So I will reply now- to distract myself from this feeling of suffocation and pains everywhere. I just re-read this email and it said that you miss me and you wished I was there- and that makes me feel like I’m worth over a million dollars, which is something that I rarely feel within myself- so thankyou and I love you more than words could bear.
I think the first question is meant to be when you woke up what did I think?
To answer that, my first thought was- Oh shit, it happened again (another near death experience) and I do swear in my thoughts, so it was “Oh shit”. It’s hardly the most ladylike of first thoughts coming back, but that’s me. Quite blunt with a splash of dark humour. I could lie and say “I had a new found appreciation for the world, and thanked Jesus and all the angels- for returning me home” …which I did think later in a way (at least the appreciation part) but no, my first thoughts were definitely “Oh shit!…..It happened again” then I remember panicking a bit, trying to open my eyes (first I could hear noise becoming clearer- then I saw shapes moving, shadows..in front of my closed eyes) I felt the touch of my mum’s hand. I know her the feel of her hands, they are soft and very warm, then I felt very very cold all of a sudden- and then the light in front of my eyes becoming brighter and the noise ringing in my ears. Then it was almost like being shocked and my eyes flew open. I knew I was back- when you are in a death like state you are still doing things, you are still moving ‘in dreams’ you are still carrying out tasks and living- so to say “Why are you so tired? You’ve been sleeping forever” to someone who has been in a comatose state is folly. It’s more exhausting being in a coma- than being in the land of the completely living.
I could feel the side of my face drooping, my eye’s range of vision was smaller because it was still half closed, my half my nose felt like it was melted off, and my mouth was uncontrollably lax on the one side. I couldn’t even feel half my tongue. I knew something was wrong, and when I went to speak I was thinking “Owww” as I could begin feeling the start of pain all over again- I’ve told you before that end stage is absolutely wicked merciless. It gives no breaks- and you are constantly generating pain. The only levels it ranges from with the addition of pain killers is ‘unbearable to absolutely fucking ridiculous’, so I could feel it steadily rising to ‘unbearable’ and wanted to say “Mum, oww” but I couldn’t do it. I could barely keep my eyes open- or actually have control of my mouth’s position. I couldn’t even move my toes. I couldn’t do anything but I was thinking perfectly clearly. I wanted to start screaming then, but I couldn’t do that- I knew now the only thing that I could do was use my huge brown eyes to talk to my loved one. My mum had her hand wrapped around my wrist gently- and was squeezing it- and her hazel eyes were staring down at me, her face was wet with tears and she was asking me “mads, mads are you there” so I tensed my eyes to go even bigger and rolled them into a ‘nod’. She understood because she looked so happy. Then she took a seat on the bed and started stroking my hair and then I had to shut my eyes again and rest.

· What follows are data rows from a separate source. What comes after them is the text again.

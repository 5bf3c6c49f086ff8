use std::{env, fs::File, io::BufReader, process};

use classpool_constant_pool::{
    ConstantPool, ConstantVisitor, DynamicRef, MemberRef, MethodHandle, NameAndType,
};

struct Printer;
impl Printer {
    fn member(kind: &str, reference: &MemberRef) {
        println!(
            "    {:<20} {}.{}:{}",
            kind,
            reference.class,
            reference.name_and_type.name,
            reference.name_and_type.descriptor
        );
    }
}
impl ConstantVisitor for Printer {
    fn visit_utf8(&mut self, value: &str) {
        println!("    {:<20} {}", "Utf8", value);
    }

    fn visit_integer(&mut self, value: i32) {
        println!("    {:<20} {}", "Integer", value);
    }

    fn visit_float(&mut self, value: f32) {
        println!("    {:<20} {}", "Float", value);
    }

    fn visit_long(&mut self, value: i64) {
        println!("    {:<20} {}", "Long", value);
    }

    fn visit_double(&mut self, value: f64) {
        println!("    {:<20} {}", "Double", value);
    }

    fn visit_class(&mut self, name: &str) {
        println!("    {:<20} {}", "Class", name);
    }

    fn visit_string(&mut self, value: &str) {
        println!("    {:<20} {:?}", "String", value);
    }

    fn visit_field_ref(&mut self, reference: &MemberRef) {
        Self::member("Fieldref", reference);
    }

    fn visit_method_ref(&mut self, reference: &MemberRef) {
        Self::member("Methodref", reference);
    }

    fn visit_interface_method_ref(&mut self, reference: &MemberRef) {
        Self::member("InterfaceMethodref", reference);
    }

    fn visit_name_and_type(&mut self, name_and_type: &NameAndType) {
        println!(
            "    {:<20} {}:{}",
            "NameAndType", name_and_type.name, name_and_type.descriptor
        );
    }

    fn visit_method_handle(&mut self, handle: &MethodHandle) {
        Self::member(&handle.kind.to_string(), &handle.reference);
    }

    fn visit_method_type(&mut self, descriptor: &str) {
        println!("    {:<20} {}", "MethodType", descriptor);
    }

    fn visit_dynamic(&mut self, dynamic: &DynamicRef) {
        println!(
            "    {:<20} #{}:{}",
            "Dynamic", dynamic.bootstrap_method_attr_index, dynamic.name_and_type.name
        );
    }

    fn visit_invoke_dynamic(&mut self, dynamic: &DynamicRef) {
        println!(
            "    {:<20} #{}:{}",
            "InvokeDynamic", dynamic.bootstrap_method_attr_index, dynamic.name_and_type.name
        );
    }

    fn visit_module(&mut self, name: &str) {
        println!("    {:<20} {}", "Module", name);
    }

    fn visit_package(&mut self, name: &str) {
        println!("    {:<20} {}", "Package", name);
    }
}

fn main() {
    pretty_env_logger::init();

    let Some(path) = env::args().nth(1) else {
        eprintln!("usage: dump_constant_pool <class file>");
        process::exit(2);
    };
    let file = File::open(&path).unwrap_or_else(|e| {
        log::error!("Could not open {}: {}", path, e);
        process::exit(1);
    });

    let (version, mut pool) = match ConstantPool::from_class_file(BufReader::new(file)) {
        Ok(opened) => opened,
        Err(e) => {
            log::error!("Could not read class file header of {}: {}", path, e);
            process::exit(1);
        }
    };
    println!("Class file version: {}", version);
    println!("Constant pool count: {}", pool.count());

    if let Err(e) = pool.accept(&mut Printer) {
        log::error!("Could not read constant pool of {}: {}", path, e);
        process::exit(1);
    }

    if let Err(e) = pool.close() {
        log::error!("Could not release {}: {}", path, e);
        process::exit(1);
    }
}
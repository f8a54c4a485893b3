//! Login pass-through. Registration and password flows live elsewhere.

use bazaar_core::{UserId, UserRole, VendorId};
use secrecy::{ExposeSecret, SecretString};
use serde::{Deserialize, Serialize};
use tracing::instrument;

use super::{ApiResult, Caller, Envelope, MarketplaceClient};

#[derive(Serialize)]
struct LoginRequest<'a> {
    email: &'a str,
    password: &'a str,
}

/// The user record returned on login.
#[derive(Debug, Clone, Deserialize)]
#[serde(rename_all = "camelCase")]
pub struct ApiUser {
    pub id: UserId,
    pub email: String,
    #[serde(default)]
    pub name: Option<String>,
    #[serde(default)]
    pub role: UserRole,
    #[serde(default)]
    pub vendor_id: Option<VendorId>,
}

/// A bearer token and who it belongs to.
#[derive(Debug, Clone, Deserialize)]
pub struct LoginResponse {
    pub token: String,
    pub user: ApiUser,
}

impl MarketplaceClient {
    /// Exchange credentials for a token.
    ///
    /// The guest id is forwarded so the backend can merge the guest cart.
    ///
    /// # Errors
    ///
    /// Returns `ApiError::Unauthorized` or `ApiError::Validation` for bad
    /// credentials, or another error if the API request fails.
    #[instrument(skip(self, password, guest_id), fields(email = %email))]
    pub async fn login(
        &self,
        email: &str,
        password: &SecretString,
        guest_id: Option<&str>,
    ) -> ApiResult<LoginResponse> {
        let caller = Caller {
            token: None,
            guest_id: guest_id.map(String::from),
        };
        let envelope: Envelope<LoginResponse> = self
            .post(
                "auth/login",
                &caller,
                &LoginRequest {
                    email,
                    password: password.expose_secret(),
                },
            )
            .await?;
        Ok(envelope.data)
    }
}
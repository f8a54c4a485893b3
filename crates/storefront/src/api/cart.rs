//! Cart endpoints. Never cached: the cart is mutable per visitor.

use bazaar_core::{Cart, CartItemId, GuestCartStatus, ProductId};
use serde::{Deserialize, Serialize};
use tracing::instrument;

use super::client::segment;
use super::{ApiResult, Caller, Envelope, MarketplaceClient};

#[derive(Debug, Serialize)]
#[serde(rename_all = "camelCase")]
struct AddItemRequest<'a> {
    product_id: &'a ProductId,
    quantity: u32,
}

#[derive(Debug, Serialize)]
struct QuantityRequest {
    quantity: u32,
}

/// Where to send the visitor to pay.
#[derive(Debug, Clone, Deserialize)]
#[serde(rename_all = "camelCase")]
pub struct CheckoutSession {
    pub checkout_url: String,
}

impl MarketplaceClient {
    /// The caller's full cart.
    ///
    /// # Errors
    ///
    /// Returns an error if the API request fails.
    #[instrument(skip(self, caller))]
    pub async fn get_cart(&self, caller: &Caller) -> ApiResult<Cart> {
        let envelope: Envelope<Cart> = self.get("cart", caller, &[]).await?;
        Ok(envelope.data)
    }

    /// Whether the guest has a cart worth fetching.
    ///
    /// # Errors
    ///
    /// Returns an error if the API request fails.
    #[instrument(skip(self, caller))]
    pub async fn guest_cart_status(&self, caller: &Caller) -> ApiResult<GuestCartStatus> {
        let envelope: Envelope<GuestCartStatus> = self.get("cart/guest", caller, &[]).await?;
        Ok(envelope.data)
    }

    /// Add a product; returns the updated cart.
    ///
    /// # Errors
    ///
    /// Returns an error if the API request fails.
    #[instrument(skip(self, caller), fields(product_id = %product_id))]
    pub async fn add_to_cart(
        &self,
        caller: &Caller,
        product_id: &ProductId,
        quantity: u32,
    ) -> ApiResult<Cart> {
        let envelope: Envelope<Cart> = self
            .post(
                "cart/items",
                caller,
                &AddItemRequest {
                    product_id,
                    quantity,
                },
            )
            .await?;
        Ok(envelope.data)
    }

    /// Change a line's quantity; returns the updated cart.
    ///
    /// # Errors
    ///
    /// Returns an error if the API request fails.
    #[instrument(skip(self, caller), fields(item_id = %item_id))]
    pub async fn update_cart_item(
        &self,
        caller: &Caller,
        item_id: &CartItemId,
        quantity: u32,
    ) -> ApiResult<Cart> {
        let envelope: Envelope<Cart> = self
            .patch(
                &format!("cart/items/{}", segment(item_id.as_str())),
                caller,
                &QuantityRequest { quantity },
            )
            .await?;
        Ok(envelope.data)
    }

    /// Remove a line.
    ///
    /// # Errors
    ///
    /// Returns an error if the API request fails.
    #[instrument(skip(self, caller), fields(item_id = %item_id))]
    pub async fn remove_cart_item(&self, caller: &Caller, item_id: &CartItemId) -> ApiResult<()> {
        self.delete(&format!("cart/items/{}", segment(item_id.as_str())), caller)
            .await
    }

    /// Start checkout for the caller's cart.
    ///
    /// # Errors
    ///
    /// Returns an error if the API request fails.
    #[instrument(skip(self, caller))]
    pub async fn checkout(&self, caller: &Caller) -> ApiResult<CheckoutSession> {
        let envelope: Envelope<CheckoutSession> =
            self.post("cart/checkout", caller, &serde_json::json!({})).await?;
        Ok(envelope.data)
    }
}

For about two days I communicated with my eyes, on the third day I noticed that I could feel my throat again- and made a “Nrrrmmmm” sound and lots of mmm and mehh sounds- then I could start saying my a’es e’s i’s and o’s again- and the u’s! It was all very My Fair Lady for the next two days, willing myself to talk- it was all in my brain, but it came out in jumbles. I would want to say maaa but instead I would say mrrrrr. The vowel’s were funnily the hardest.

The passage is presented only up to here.